Work to complete
Restate word for word the lines in the listing below, starting at the line containing "const HUMIDITY_ICON: &str" and ending at the line containing "reading is unknown.", both included; leave out the rest.

Records for the task
● ● ● ● ●

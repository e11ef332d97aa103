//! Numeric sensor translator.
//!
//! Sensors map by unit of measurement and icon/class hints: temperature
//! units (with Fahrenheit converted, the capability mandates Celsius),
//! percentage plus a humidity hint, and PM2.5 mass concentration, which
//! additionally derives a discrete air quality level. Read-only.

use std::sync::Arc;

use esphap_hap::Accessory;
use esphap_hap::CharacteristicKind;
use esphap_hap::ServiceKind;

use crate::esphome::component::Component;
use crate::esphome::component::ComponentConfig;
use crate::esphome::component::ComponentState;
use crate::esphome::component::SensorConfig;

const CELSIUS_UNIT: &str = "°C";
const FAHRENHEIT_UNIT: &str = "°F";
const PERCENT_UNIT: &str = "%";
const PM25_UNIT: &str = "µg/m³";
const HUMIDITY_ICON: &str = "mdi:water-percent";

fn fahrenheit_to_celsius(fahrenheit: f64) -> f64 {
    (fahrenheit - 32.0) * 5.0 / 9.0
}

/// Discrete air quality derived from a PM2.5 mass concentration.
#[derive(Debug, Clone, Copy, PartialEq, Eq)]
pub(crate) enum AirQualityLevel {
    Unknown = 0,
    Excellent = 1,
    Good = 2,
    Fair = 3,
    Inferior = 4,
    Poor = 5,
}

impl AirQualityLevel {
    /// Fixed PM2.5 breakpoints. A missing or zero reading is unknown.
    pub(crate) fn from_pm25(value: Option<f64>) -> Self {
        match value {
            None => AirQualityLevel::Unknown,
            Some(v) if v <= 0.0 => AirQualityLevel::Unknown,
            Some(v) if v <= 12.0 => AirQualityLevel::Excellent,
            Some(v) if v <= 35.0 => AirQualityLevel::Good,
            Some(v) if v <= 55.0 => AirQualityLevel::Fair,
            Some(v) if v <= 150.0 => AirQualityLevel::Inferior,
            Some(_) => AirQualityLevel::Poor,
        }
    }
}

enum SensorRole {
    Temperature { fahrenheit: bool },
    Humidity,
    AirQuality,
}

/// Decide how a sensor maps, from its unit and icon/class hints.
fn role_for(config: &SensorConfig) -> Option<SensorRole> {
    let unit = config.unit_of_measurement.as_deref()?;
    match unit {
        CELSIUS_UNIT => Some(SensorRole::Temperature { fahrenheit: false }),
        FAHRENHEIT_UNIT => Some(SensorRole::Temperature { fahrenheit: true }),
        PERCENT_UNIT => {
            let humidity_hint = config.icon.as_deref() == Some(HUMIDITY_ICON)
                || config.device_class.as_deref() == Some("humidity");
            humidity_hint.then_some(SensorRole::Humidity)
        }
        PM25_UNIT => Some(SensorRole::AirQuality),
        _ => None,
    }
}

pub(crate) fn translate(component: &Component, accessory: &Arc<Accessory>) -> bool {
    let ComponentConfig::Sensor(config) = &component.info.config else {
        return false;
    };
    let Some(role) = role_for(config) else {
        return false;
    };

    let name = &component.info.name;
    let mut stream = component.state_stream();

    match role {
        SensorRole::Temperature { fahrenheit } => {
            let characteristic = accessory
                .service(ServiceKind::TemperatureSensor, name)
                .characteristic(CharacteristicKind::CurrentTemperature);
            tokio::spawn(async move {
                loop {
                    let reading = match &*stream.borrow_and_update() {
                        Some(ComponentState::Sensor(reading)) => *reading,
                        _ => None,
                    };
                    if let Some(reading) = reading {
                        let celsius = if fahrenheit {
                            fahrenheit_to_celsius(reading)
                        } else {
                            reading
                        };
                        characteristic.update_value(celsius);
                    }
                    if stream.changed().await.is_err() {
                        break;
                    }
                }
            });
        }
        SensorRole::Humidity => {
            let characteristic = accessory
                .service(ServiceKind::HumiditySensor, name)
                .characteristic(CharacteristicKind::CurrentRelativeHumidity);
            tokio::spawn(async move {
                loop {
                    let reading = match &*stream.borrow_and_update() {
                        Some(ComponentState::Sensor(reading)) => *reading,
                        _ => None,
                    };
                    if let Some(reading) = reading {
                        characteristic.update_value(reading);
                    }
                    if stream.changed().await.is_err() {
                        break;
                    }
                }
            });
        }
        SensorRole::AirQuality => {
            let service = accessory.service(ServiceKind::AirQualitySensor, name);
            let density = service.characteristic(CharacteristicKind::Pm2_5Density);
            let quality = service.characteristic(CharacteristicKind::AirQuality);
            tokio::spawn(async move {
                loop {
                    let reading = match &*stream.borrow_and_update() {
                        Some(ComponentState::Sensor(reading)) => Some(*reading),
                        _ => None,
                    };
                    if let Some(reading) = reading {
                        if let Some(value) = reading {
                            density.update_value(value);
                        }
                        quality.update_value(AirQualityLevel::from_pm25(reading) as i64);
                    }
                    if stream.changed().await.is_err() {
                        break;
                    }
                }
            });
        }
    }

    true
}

● ● ● ● ●

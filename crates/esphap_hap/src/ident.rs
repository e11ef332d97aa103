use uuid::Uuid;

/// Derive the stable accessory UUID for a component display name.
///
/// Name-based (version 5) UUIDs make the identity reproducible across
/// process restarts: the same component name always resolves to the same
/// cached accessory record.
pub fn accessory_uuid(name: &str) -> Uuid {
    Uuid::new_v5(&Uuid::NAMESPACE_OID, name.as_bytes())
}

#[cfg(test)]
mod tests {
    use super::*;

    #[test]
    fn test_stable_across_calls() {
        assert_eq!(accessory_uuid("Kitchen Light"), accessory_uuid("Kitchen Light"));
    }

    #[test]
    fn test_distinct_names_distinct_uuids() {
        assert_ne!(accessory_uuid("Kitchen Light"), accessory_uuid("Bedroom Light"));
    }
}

● ● ● ● ●

Answer to the exercise
const HUMIDITY_ICON: &str = "mdi:water-percent";

fn fahrenheit_to_celsius(fahrenheit: f64) -> f64 {
    (fahrenheit - 32.0) * 5.0 / 9.0
}

/// Discrete air quality derived from a PM2.5 mass concentration.
#[derive(Debug, Clone, Copy, PartialEq, Eq)]
pub(crate) enum AirQualityLevel {
    Unknown = 0,
    Excellent = 1,
    Good = 2,
    Fair = 3,
    Inferior = 4,
    Poor = 5,
}

impl AirQualityLevel {
    /// Fixed PM2.5 breakpoints. A missing or zero reading is unknown.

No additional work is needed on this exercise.